[[ THE RECORDS, beginning ]]
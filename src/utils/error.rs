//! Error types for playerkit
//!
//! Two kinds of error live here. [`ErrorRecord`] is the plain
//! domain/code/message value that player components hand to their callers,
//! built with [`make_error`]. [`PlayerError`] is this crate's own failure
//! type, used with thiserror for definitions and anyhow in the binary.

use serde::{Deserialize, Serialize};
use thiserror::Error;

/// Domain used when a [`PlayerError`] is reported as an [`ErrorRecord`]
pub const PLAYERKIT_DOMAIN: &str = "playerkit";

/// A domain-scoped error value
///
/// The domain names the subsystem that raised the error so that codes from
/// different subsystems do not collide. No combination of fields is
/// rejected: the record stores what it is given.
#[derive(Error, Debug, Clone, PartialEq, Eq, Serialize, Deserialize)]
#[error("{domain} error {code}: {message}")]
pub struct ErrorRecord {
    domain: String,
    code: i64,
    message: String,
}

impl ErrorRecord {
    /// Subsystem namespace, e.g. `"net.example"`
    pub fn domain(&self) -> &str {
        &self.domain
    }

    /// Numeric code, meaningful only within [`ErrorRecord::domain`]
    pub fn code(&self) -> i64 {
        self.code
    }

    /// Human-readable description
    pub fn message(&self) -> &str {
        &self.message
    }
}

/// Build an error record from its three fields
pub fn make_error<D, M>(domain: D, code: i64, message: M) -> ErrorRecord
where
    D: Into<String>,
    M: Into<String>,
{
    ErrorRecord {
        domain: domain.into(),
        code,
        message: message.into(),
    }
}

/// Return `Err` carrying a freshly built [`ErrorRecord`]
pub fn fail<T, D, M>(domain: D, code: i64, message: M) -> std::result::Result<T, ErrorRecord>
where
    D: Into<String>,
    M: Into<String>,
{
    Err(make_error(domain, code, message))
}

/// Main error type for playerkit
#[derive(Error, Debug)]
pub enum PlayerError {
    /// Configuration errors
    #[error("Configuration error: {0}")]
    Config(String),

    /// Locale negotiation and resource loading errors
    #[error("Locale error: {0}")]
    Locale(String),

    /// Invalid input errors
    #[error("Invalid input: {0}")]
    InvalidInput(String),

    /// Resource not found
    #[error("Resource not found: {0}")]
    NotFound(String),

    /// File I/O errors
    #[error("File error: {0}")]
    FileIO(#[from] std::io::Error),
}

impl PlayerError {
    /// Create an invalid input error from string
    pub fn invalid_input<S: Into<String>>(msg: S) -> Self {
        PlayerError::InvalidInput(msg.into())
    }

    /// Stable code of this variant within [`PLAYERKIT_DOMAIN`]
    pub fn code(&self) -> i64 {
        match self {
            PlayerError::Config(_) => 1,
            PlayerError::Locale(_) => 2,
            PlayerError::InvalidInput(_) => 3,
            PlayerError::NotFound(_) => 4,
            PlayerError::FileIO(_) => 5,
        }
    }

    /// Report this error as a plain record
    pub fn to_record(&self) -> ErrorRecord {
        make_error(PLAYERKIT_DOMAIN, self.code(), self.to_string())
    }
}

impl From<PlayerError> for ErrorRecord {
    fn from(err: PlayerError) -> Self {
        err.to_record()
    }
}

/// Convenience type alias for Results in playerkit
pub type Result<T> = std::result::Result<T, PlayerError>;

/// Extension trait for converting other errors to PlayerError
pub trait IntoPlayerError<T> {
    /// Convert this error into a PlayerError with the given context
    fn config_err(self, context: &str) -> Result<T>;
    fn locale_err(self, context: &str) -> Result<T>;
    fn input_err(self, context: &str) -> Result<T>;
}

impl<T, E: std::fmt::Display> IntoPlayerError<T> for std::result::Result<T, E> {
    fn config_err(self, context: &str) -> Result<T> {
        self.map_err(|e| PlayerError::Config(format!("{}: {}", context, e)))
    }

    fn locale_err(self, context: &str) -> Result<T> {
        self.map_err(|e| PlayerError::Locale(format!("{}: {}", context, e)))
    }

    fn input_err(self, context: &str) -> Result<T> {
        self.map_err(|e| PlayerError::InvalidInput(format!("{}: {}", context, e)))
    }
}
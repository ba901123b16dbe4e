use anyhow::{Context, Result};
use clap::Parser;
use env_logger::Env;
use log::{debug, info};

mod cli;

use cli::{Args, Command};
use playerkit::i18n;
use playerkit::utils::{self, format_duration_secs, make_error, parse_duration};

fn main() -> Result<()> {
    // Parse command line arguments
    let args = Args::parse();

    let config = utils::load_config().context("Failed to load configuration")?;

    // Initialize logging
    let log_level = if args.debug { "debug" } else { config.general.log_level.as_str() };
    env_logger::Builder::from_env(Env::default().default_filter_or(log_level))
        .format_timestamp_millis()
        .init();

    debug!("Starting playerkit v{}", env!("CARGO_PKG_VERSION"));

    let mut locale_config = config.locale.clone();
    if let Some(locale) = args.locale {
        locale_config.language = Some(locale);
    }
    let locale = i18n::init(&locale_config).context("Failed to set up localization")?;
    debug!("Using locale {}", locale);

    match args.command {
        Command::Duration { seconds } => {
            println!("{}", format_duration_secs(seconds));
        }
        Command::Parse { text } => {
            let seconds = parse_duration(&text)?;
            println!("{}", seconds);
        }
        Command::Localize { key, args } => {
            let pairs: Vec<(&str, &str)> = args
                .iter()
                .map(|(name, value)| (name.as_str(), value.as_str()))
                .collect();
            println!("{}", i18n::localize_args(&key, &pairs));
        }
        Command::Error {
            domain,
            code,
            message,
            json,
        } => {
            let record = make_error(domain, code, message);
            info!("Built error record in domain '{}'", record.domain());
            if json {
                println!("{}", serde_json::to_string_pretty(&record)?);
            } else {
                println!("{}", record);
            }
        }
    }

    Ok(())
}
[[ THE RECORDS, end ]]
[[ THE RECORDS, beginning ]]
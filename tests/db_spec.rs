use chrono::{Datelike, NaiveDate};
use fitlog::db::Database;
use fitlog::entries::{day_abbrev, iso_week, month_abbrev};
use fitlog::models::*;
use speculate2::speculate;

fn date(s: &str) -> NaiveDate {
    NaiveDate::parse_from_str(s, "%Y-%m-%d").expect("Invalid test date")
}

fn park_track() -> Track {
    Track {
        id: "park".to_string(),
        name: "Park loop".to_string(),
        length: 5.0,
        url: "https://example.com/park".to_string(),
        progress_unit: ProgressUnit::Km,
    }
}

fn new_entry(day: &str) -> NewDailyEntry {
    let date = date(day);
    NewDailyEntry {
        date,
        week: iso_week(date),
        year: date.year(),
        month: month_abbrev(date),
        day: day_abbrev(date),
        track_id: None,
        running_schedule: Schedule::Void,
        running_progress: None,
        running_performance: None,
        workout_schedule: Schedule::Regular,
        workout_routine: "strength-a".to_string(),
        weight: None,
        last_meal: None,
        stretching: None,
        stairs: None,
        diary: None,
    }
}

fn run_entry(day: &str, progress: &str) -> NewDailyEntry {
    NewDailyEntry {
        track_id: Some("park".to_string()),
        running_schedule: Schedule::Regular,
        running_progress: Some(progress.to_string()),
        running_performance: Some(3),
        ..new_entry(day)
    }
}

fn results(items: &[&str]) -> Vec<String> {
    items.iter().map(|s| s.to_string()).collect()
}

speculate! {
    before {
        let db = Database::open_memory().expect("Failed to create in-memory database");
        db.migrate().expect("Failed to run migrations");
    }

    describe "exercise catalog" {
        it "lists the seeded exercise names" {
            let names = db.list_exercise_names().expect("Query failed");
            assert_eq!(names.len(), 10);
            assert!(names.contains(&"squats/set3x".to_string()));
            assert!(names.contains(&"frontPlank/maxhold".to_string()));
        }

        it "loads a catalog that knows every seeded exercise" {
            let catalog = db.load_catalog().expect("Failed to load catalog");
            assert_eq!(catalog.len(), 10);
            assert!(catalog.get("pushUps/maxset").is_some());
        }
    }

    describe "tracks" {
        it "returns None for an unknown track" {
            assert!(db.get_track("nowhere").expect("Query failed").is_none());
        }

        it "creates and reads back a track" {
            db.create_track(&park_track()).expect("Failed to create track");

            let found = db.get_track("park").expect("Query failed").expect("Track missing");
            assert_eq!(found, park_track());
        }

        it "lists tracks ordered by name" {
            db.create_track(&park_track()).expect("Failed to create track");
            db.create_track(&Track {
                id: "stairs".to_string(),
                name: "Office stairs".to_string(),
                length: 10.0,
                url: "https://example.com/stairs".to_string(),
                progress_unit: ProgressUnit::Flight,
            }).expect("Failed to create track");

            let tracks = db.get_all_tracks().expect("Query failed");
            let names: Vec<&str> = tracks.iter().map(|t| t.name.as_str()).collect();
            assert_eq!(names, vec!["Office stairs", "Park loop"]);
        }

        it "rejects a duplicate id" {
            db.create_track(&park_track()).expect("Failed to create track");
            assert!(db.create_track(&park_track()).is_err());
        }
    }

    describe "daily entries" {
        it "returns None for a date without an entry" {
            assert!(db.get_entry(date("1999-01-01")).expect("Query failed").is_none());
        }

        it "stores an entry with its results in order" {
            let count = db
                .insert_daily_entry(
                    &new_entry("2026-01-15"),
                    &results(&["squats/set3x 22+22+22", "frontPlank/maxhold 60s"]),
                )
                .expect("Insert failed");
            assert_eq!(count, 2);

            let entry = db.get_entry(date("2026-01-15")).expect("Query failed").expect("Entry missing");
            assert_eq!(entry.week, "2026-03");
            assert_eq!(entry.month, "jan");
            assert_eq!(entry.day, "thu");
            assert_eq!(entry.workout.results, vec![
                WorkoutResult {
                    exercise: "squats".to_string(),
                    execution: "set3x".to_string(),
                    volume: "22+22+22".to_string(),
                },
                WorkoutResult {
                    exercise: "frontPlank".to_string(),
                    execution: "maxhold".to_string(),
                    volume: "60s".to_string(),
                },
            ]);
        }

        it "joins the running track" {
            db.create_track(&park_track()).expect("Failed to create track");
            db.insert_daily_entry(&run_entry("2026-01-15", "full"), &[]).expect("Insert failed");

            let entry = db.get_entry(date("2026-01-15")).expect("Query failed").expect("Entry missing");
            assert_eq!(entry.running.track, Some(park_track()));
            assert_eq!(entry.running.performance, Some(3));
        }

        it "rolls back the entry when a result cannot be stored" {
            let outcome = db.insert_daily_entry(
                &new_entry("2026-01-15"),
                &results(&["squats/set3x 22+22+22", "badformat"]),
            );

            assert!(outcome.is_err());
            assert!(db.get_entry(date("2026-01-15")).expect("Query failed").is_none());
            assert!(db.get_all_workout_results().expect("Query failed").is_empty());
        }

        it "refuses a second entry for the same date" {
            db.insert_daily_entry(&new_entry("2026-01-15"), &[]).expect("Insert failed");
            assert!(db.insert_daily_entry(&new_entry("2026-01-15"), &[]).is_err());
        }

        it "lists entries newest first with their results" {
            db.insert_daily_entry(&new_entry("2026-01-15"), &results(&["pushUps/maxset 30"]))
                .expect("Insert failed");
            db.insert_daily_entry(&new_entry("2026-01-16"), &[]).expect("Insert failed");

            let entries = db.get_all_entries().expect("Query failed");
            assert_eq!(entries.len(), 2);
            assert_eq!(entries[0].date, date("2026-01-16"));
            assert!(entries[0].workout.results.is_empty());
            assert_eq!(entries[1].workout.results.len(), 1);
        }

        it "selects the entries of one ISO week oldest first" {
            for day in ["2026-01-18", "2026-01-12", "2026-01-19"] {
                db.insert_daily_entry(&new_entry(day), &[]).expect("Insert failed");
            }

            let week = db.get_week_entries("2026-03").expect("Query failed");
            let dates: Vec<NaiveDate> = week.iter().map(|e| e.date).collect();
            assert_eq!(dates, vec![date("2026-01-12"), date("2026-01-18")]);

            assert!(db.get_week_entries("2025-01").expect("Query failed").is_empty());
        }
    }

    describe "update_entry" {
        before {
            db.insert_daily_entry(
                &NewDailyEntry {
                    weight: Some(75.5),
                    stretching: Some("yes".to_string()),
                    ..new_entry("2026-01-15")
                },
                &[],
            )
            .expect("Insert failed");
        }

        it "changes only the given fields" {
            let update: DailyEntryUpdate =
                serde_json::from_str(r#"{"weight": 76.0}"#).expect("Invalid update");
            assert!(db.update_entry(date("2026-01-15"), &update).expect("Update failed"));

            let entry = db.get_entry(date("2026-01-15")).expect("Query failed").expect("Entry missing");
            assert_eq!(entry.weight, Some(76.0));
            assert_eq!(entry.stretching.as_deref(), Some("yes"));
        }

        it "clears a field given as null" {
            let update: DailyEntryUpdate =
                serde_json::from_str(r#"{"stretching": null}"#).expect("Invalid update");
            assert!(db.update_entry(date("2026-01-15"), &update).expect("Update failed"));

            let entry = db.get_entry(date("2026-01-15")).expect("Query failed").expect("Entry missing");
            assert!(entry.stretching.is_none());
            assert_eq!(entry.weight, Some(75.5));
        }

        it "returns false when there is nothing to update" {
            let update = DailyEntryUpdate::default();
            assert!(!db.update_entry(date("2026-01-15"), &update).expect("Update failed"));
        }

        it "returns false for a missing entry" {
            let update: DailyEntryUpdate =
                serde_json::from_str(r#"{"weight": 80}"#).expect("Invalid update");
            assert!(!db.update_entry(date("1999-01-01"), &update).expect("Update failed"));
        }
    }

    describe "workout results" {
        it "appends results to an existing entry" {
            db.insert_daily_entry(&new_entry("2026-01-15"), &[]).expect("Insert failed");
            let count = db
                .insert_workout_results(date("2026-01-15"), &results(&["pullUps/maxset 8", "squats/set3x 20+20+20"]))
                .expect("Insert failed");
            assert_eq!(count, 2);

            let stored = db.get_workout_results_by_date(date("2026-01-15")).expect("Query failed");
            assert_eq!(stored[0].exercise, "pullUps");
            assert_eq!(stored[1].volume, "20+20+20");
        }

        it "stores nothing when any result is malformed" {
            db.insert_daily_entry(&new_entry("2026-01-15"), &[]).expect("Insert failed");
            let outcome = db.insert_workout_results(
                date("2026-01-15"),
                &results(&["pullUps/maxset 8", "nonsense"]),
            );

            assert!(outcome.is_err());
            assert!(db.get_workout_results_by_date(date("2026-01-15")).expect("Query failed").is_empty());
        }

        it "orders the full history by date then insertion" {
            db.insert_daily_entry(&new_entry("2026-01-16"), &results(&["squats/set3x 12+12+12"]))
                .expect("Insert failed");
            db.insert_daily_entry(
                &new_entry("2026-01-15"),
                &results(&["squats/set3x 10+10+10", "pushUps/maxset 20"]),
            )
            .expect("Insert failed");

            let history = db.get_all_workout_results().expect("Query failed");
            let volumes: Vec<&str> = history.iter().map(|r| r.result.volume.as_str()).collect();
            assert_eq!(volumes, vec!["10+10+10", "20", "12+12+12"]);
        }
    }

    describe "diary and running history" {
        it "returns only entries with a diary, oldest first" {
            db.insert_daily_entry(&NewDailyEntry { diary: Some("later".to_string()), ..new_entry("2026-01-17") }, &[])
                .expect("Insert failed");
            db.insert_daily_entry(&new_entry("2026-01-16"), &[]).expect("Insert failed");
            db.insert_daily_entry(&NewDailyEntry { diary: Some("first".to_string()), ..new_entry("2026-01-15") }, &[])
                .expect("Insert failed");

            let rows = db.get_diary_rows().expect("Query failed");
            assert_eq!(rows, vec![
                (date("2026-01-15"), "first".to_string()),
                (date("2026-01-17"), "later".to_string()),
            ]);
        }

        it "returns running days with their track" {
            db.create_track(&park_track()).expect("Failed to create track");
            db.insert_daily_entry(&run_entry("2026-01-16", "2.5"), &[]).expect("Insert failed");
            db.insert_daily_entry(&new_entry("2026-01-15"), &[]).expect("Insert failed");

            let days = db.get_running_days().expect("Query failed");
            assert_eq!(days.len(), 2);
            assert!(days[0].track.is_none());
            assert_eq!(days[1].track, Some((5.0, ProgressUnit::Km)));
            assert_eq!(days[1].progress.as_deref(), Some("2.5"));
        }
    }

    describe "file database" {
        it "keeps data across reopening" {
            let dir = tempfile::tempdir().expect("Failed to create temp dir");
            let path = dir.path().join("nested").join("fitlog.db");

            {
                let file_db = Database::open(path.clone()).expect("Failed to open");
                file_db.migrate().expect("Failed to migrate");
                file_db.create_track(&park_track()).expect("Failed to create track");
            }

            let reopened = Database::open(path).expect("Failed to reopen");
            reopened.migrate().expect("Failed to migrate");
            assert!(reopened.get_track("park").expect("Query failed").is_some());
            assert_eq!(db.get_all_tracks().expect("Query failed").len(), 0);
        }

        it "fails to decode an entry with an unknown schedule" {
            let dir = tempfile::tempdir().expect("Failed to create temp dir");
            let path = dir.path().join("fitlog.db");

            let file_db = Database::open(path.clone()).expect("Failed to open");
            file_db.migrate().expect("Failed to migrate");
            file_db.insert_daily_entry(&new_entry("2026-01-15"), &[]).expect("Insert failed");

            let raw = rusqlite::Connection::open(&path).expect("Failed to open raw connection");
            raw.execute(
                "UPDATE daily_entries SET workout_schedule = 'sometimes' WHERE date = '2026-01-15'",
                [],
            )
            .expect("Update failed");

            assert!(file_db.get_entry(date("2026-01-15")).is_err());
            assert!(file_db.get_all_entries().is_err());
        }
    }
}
[[ THE RECORDS, end ]]
• PROBLEM TO SOLVE:
Wherever the line holding "filename src/utils/error.rs" falls in the entries above, copy exactly from it through the line holding "Eq, Serialize, Deserialize)]", inclusive, and add nothing.

• TASK OUTPUT:
filename src/utils/error.rs
//! Error types for playerkit
//!
//! Two kinds of error live here. [`ErrorRecord`] is the plain
//! domain/code/message value that player components hand to their callers,
//! built with [`make_error`]. [`PlayerError`] is this crate's own failure
//! type, used with thiserror for definitions and anyhow in the binary.

use serde::{Deserialize, Serialize};
use thiserror::Error;

/// Domain used when a [`PlayerError`] is reported as an [`ErrorRecord`]
pub const PLAYERKIT_DOMAIN: &str = "playerkit";

/// A domain-scoped error value
///
/// The domain names the subsystem that raised the error so that codes from
/// different subsystems do not collide. No combination of fields is
/// rejected: the record stores what it is given.
#[derive(Error, Debug, Clone, PartialEq, Eq, Serialize, Deserialize)]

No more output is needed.